Em um desses anos, o seu treinador, o
pernambucano Edésio Leitão, conceituado e ganhador de títulos no
Nordeste, foi ricamente contratado para comandar um famoso time alagoano
— o Centro Sportivo Alagoano (CSA). Conhecedor e admirador do bom
futebol praticado pelo seu ex-comandado, o lateral esquerdo
carinhosamente conhecido por Jaquinha —, o treinador fez e foi de
imediato atendido no pedido de contratação do bom jogador.
Tudo fechado para alegria de todos: um excelente contrato para o atleta e uma belíssima aquisição para o clube.
Contrato feito, o embargue aéreo logo é
programado para Maceió/AL. Uma alegria contagiante e um belo sonho
realizado pelo jogador. “Sal na molheira” — primeira viagem pelos céus
do Brasil.
A chegada do atleta potiguar foi muito
festejada pela torcida do time alagoano. O jogador assume de imediato a
titularidade da equipe e inicia alguns bons jogos amistosos como
pré-temporada para o campeonato no ano seguinte.
Era final de ano. Verão de muito sol e
muitos festejos na cidade de Maceió, com a chegada do Natal e das
festividades do final de Ano.
O atleta potiguar, na sua chegada, teve
que ficar hospedado na residência do seu treinador e amigo Edésio Leitão
(o paizão), até o momento de poder se transferir para uma
pensão/hotel; quem sabe mandar buscar a família para essa sua nova e
deslumbrante experiência de vida, à época, repito, de final de ano:
chegada do Natal e Festas de fim do Ano.
Como de costume, o treinador e sua
família, muito religiosa, se uniam sempre diante de uma bela e rica ceia
de Natal e, agora, melhor ainda, para comemorar a chegada do amigo e do
bom atleta contratado.
Tudo organizado, belíssima e farta mesa
de Natal, com tudo que tinha de direito. A família do treinador, sempre
unida e muito cristã, vai, como de costume, assistir à santa missa à
meia-noite. Nessa ocasião, o amigo/treinador pede ao atleta/hóspede para
ficar no gerenciamento da alegre e festiva residência até o término
do ato religioso.
— Pois não, meu treinador, é com muito prazer e alegria. Podem ir tranquilos para a santa missa.
— Obrigado, meu craque!
Acontece que o solícito jogador, ficando
sozinho, se sentiu despertado pelo seu apetite devorador (marca maior
da sua identidade) com o cheiro sufocante e desafiador do bem assado
peru, de fazer salivar os mais do súditos, fiéis e duros veganos. Não
deu outra: foi lá no prato cheiroso do penoso e provou do “veneno”. Não
teve como se controlar.

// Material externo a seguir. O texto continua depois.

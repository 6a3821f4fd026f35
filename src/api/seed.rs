use schemars::JsonSchema;
use serde::{Deserialize, Serialize};

/// Rows inserted after a table is created, when the database opts in with
/// `deploySeedData`.
#[derive(Debug, Clone, Default, PartialEq, Serialize, Deserialize, JsonSchema)]
#[serde(rename_all = "camelCase")]
pub struct SeedData {
    #[serde(default)]
    pub rows: Vec<SeedDataRow>,
}

#[derive(Debug, Clone, Default, PartialEq, Serialize, Deserialize, JsonSchema)]
#[serde(rename_all = "camelCase")]
pub struct SeedDataRow {
    #[serde(default)]
    pub columns: Vec<SeedDataColumn>,
}

#[derive(Debug, Clone, Default, PartialEq, Serialize, Deserialize, JsonSchema)]
#[serde(rename_all = "camelCase")]
pub struct SeedDataColumn {
    pub column: String,
    pub value: SeedDataValue,
}

/// A seed value; at most one of `int` / `str` is set.
#[derive(Debug, Clone, Default, PartialEq, Serialize, Deserialize, JsonSchema)]
#[serde(rename_all = "camelCase")]
pub struct SeedDataValue {
    #[serde(default, skip_serializing_if = "Option::is_none")]
    pub int: Option<i64>,
    #[serde(default, skip_serializing_if = "Option::is_none")]
    pub str: Option<String>,
}
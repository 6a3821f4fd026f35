//! Kinds applied synchronously instead of through a `Migration`.
//!
//! Functions and extensions are planned and deployed in one pass. Both are
//! PostgreSQL-only; anything else is a no-op. With `removeOnDeletion` a
//! finalizer holds deletion until the teardown DDL has run.

use std::marker::PhantomData;
use std::sync::Arc;

use async_trait::async_trait;
use tracing::{debug, info, warn};

use super::finalizer::{self, FinalizerState};
use super::lookup;
use super::{
    close_quietly, Context, Outcome, ReconcileError, Reconciler, Result, MISSING_DATABASE_REQUEUE,
};
use crate::api::{ApplyPhase, ApplyStatus, Database, Engine};
use crate::plugin::{self, EngineConnection, PluginConnection};
use crate::store::{Cluster, ObjectKey, ResourceStore, StoreObject};
use crate::utils::names::unix_now;

/// A kind deployed directly against its database.
#[async_trait]
pub trait DirectApply: StoreObject {
    /// Controller name used in logs.
    const CONTROLLER: &'static str;

    fn store(cluster: &Cluster) -> Arc<dyn ResourceStore<Self>>;

    fn database_name(&self) -> &str;

    fn remove_on_deletion(&self) -> bool;

    fn spec_sha(&self) -> String;

    fn apply_status(&self) -> Option<&ApplyStatus>;

    fn apply_status_mut(&mut self) -> &mut Option<ApplyStatus>;

    /// Whether this resource applies to `engine` at all.
    fn applies_to(&self, engine: Engine) -> bool;

    /// Statements creating the object, or dropping it when `teardown`.
    async fn statements(
        &self,
        conn: &PluginConnection,
        teardown: bool,
    ) -> plugin::Result<Vec<String>>;
}

pub struct DirectReconciler<K> {
    ctx: Arc<Context>,
    _kind: PhantomData<fn() -> K>,
}

impl<K: DirectApply> DirectReconciler<K> {
    pub fn new(ctx: Arc<Context>) -> Self {
        Self {
            ctx,
            _kind: PhantomData,
        }
    }

    async fn database(&self, obj: &K) -> Result<Option<Database>> {
        let key = ObjectKey::of(obj);
        Ok(lookup::database(&self.ctx.cluster, &key.namespace, obj.database_name()).await?)
    }

    async fn deploy(&self, obj: &K, database: &Database, teardown: bool) -> Result<usize> {
        let conn = self.ctx.connect(database).await?;
        let result = async {
            let statements = obj.statements(&conn, teardown).await?;
            if !statements.is_empty() {
                conn.deploy_statements(&statements).await?;
            }
            Ok::<_, plugin::PluginError>(statements.len())
        }
        .await;
        close_quietly(&conn).await;
        Ok(result?)
    }

    /// Write `status` unless it is already stored.
    async fn write_status(&self, mut obj: K, status: ApplyStatus) -> Result<()> {
        if obj.apply_status() == Some(&status) {
            return Ok(());
        }
        *obj.apply_status_mut() = Some(status);
        K::store(&self.ctx.cluster).replace_status(&obj).await?;
        Ok(())
    }
}

#[async_trait]
impl<K: DirectApply> Reconciler for DirectReconciler<K> {
    type Object = K;

    const NAME: &'static str = K::CONTROLLER;

    fn store(&self) -> Arc<dyn ResourceStore<K>> {
        K::store(&self.ctx.cluster)
    }

    async fn apply(&self, obj: K) -> Result<Outcome> {
        let key = ObjectKey::of(&obj);
        if !self.ctx.settings.manages(obj.database_name()) {
            debug!(key = %key, database = %obj.database_name(), "Database not managed here");
            return Ok(Outcome::Done);
        }
        let Some(database) = self.database(&obj).await? else {
            info!(
                key = %key,
                database = %obj.database_name(),
                "Database not found, requeueing"
            );
            return Ok(Outcome::RequeueAfter(MISSING_DATABASE_REQUEUE));
        };
        if !obj.applies_to(database.engine()) {
            debug!(
                key = %key,
                engine = %database.engine(),
                "Not a PostgreSQL resource, skipping"
            );
            return Ok(Outcome::Done);
        }

        let store = K::store(&self.ctx.cluster);
        if finalizer::guard(store.as_ref(), &obj, obj.remove_on_deletion()).await? {
            debug!(key = %key, "Finalizer added");
            return Ok(Outcome::Done);
        }

        let sha = obj.spec_sha();
        let current = obj.apply_status();
        if current.and_then(|s| s.phase) == Some(ApplyPhase::Applied)
            && current.and_then(|s| s.last_applied_spec_sha.as_deref()) == Some(sha.as_str())
        {
            return Ok(Outcome::Done);
        }

        match self.deploy(&obj, &database, false).await {
            Ok(count) => {
                info!(key = %key, statements = count, "Applied");
                let status = ApplyStatus {
                    last_applied_spec_sha: Some(sha),
                    phase: Some(ApplyPhase::Applied),
                    applied_at: unix_now(),
                    message: None,
                };
                self.write_status(obj, status).await?;
                Ok(Outcome::Done)
            }
            Err(e) => {
                warn!(key = %key, error = %e, "Apply failed");
                let status = ApplyStatus {
                    last_applied_spec_sha: current.and_then(|s| s.last_applied_spec_sha.clone()),
                    phase: Some(ApplyPhase::Failed),
                    applied_at: current.map(|s| s.applied_at).unwrap_or_default(),
                    message: Some(e.to_string()),
                };
                self.write_status(obj, status).await?;
                Err(e)
            }
        }
    }

    async fn cleanup(&self, obj: K) -> Result<Outcome> {
        let key = ObjectKey::of(&obj);
        // Another manager owns the teardown.
        if !self.ctx.settings.manages(obj.database_name()) {
            return Ok(Outcome::Done);
        }
        let store = K::store(&self.ctx.cluster);
        let database = self.database(&obj).await?;
        let teardown_pending = finalizer::state(&obj, obj.remove_on_deletion())
            == FinalizerState::Finalizing { teardown: true };
        if database.is_none() && teardown_pending {
            info!(key = %key, database = %obj.database_name(), "Database not found, holding finalizer");
            return Ok(Outcome::RequeueAfter(MISSING_DATABASE_REQUEUE));
        }
        finalizer::finalize(store.as_ref(), &obj, obj.remove_on_deletion(), || async {
            if let Some(database) = database.as_ref().filter(|d| obj.applies_to(d.engine())) {
                let count = self.deploy(&obj, database, true).await?;
                info!(key = %key, statements = count, "Dropped");
            }
            Ok::<(), ReconcileError>(())
        })
        .await
    }
}
//! Utility functions shared by the binaries and controllers.

pub mod bootstrap;
pub mod names;
pub mod retry;
use futures::StreamExt;
use k8s_openapi::api::core::v1::{ConfigMap, Pod, PodStatus};
use kube::api::ObjectMeta;

use super::*;

fn config_map(name: &str, ddl: &str) -> ConfigMap {
    ConfigMap {
        metadata: ObjectMeta {
            name: Some(name.to_string()),
            namespace: Some("default".to_string()),
            ..Default::default()
        },
        data: Some([("ddl.sql".to_string(), ddl.to_string())].into()),
        ..Default::default()
    }
}

fn pod(name: &str) -> Pod {
    Pod {
        metadata: ObjectMeta {
            name: Some(name.to_string()),
            namespace: Some("default".to_string()),
            ..Default::default()
        },
        ..Default::default()
    }
}

#[tokio::test]
async fn test_memory_store_create_assigns_identity() {
    let store = MemoryStore::<ConfigMap>::new();
    let created = store.create(&config_map("a", "select 1")).await.unwrap();

    assert!(created.metadata.uid.is_some());
    assert!(created.metadata.creation_timestamp.is_some());
    assert_eq!(created.metadata.resource_version.as_deref(), Some("1"));

    let fetched = store.get("default", "a").await.unwrap().unwrap();
    assert_eq!(fetched.metadata.uid, created.metadata.uid);
}

#[tokio::test]
async fn test_memory_store_duplicate_create() {
    let store = MemoryStore::<ConfigMap>::new();
    store.create(&config_map("a", "x")).await.unwrap();
    let err = store.create(&config_map("a", "y")).await.unwrap_err();
    assert!(err.is_already_exists());
}

#[tokio::test]
async fn test_memory_store_stale_write_conflicts() {
    let store = MemoryStore::<ConfigMap>::new();
    let first = store.create(&config_map("a", "x")).await.unwrap();

    let mut second = first.clone();
    second.data = Some([("ddl.sql".to_string(), "y".to_string())].into());
    store.replace(&second).await.unwrap();

    let err = store.replace(&first).await.unwrap_err();
    assert!(matches!(err, StoreError::Conflict { .. }));
}

#[tokio::test]
async fn test_memory_store_replace_missing() {
    let store = MemoryStore::<ConfigMap>::new();
    let err = store.replace(&config_map("a", "x")).await.unwrap_err();
    assert!(err.is_not_found());
}

#[tokio::test]
async fn test_memory_store_status_write_paths_are_separate() {
    let store = MemoryStore::<Pod>::new();
    let created = store.create(&pod("apply")).await.unwrap();

    let mut with_status = created.clone();
    with_status.status = Some(PodStatus {
        phase: Some("Succeeded".to_string()),
        ..Default::default()
    });
    // A spec write does not touch status.
    let replaced = store.replace(&with_status).await.unwrap();
    assert!(replaced.status.is_none());

    let mut with_status = replaced.clone();
    with_status.status = Some(PodStatus {
        phase: Some("Succeeded".to_string()),
        ..Default::default()
    });
    let updated = store.replace_status(&with_status).await.unwrap();
    assert_eq!(
        updated.status.and_then(|s| s.phase).as_deref(),
        Some("Succeeded")
    );
}

#[tokio::test]
async fn test_memory_store_delete_without_finalizers() {
    let store = MemoryStore::<ConfigMap>::new();
    store.create(&config_map("a", "x")).await.unwrap();
    store.delete("default", "a").await.unwrap();
    assert!(store.get("default", "a").await.unwrap().is_none());
    // Absent objects delete cleanly.
    store.delete("default", "a").await.unwrap();
}

#[tokio::test]
async fn test_memory_store_finalizer_blocks_delete() {
    let store = MemoryStore::<ConfigMap>::new();
    let created = store.create(&config_map("a", "x")).await.unwrap();
    assert!(ensure_finalizer(&store, &created, "test/finalizer").await.unwrap());

    store.delete("default", "a").await.unwrap();
    let pending = store.get("default", "a").await.unwrap().unwrap();
    assert!(is_deleting(&pending));
    assert!(has_finalizer(&pending, "test/finalizer"));

    assert!(remove_finalizer(&store, &pending, "test/finalizer").await.unwrap());
    assert!(store.get("default", "a").await.unwrap().is_none());
}

#[tokio::test]
async fn test_ensure_finalizer_is_idempotent() {
    let store = MemoryStore::<ConfigMap>::new();
    let created = store.create(&config_map("a", "x")).await.unwrap();
    ensure_finalizer(&store, &created, "f").await.unwrap();
    let current = store.get("default", "a").await.unwrap().unwrap();
    assert!(!ensure_finalizer(&store, &current, "f").await.unwrap());
    assert_eq!(current.metadata.finalizers.unwrap().len(), 1);
}

#[tokio::test]
async fn test_memory_store_list_by_namespace() {
    let store = MemoryStore::<ConfigMap>::new();
    store.create(&config_map("a", "x")).await.unwrap();
    let mut other = config_map("b", "y");
    other.metadata.namespace = Some("other".to_string());
    store.create(&other).await.unwrap();

    assert_eq!(store.list(None).await.unwrap().len(), 2);
    let scoped = store.list(Some("other")).await.unwrap();
    assert_eq!(scoped.len(), 1);
    assert_eq!(scoped[0].metadata.name.as_deref(), Some("b"));
}

#[tokio::test]
async fn test_memory_store_watch_sees_writes() {
    let store = MemoryStore::<ConfigMap>::new();
    let mut events = store.watch();

    store.create(&config_map("a", "x")).await.unwrap();
    store.delete("default", "a").await.unwrap();

    let created = events.next().await.unwrap();
    assert!(created.metadata.deletion_timestamp.is_none());
    let deleted = events.next().await.unwrap();
    assert!(deleted.metadata.deletion_timestamp.is_some());
}

#[tokio::test]
async fn test_memory_store_fail_on_write() {
    let store = MemoryStore::<ConfigMap>::new();
    store.set_fail_on_write(true).await;
    assert!(store.create(&config_map("a", "x")).await.is_err());
    store.set_fail_on_write(false).await;
    assert!(store.create(&config_map("a", "x")).await.is_ok());
}

#[test]
fn test_object_key_display() {
    assert_eq!(ObjectKey::new("ns", "users").to_string(), "ns/users");
}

A hora e meia da missa foi o suficiente para
devorar todo o belo e apetitoso prato atrativo do peru.
De volta, os anfitriões, radiantes e
felizes, vão cumprimentar e abraçar o seu hóspede/amigo; logo percebem
algo estranho: a mesa desarrumada, o prato principal mexido e vestígio
oleoso em volta da boca do gentil e solícito hóspede/atleta.
A festa não acontece. A ausência, a
integridade do bendito, abençoado e apetitoso peru tirou a total
alegria da sonhada reunião familiar; a graça e o desejo maior de todos
em saborear o desejado penoso “gu lu gu lu” foi para o beleléu.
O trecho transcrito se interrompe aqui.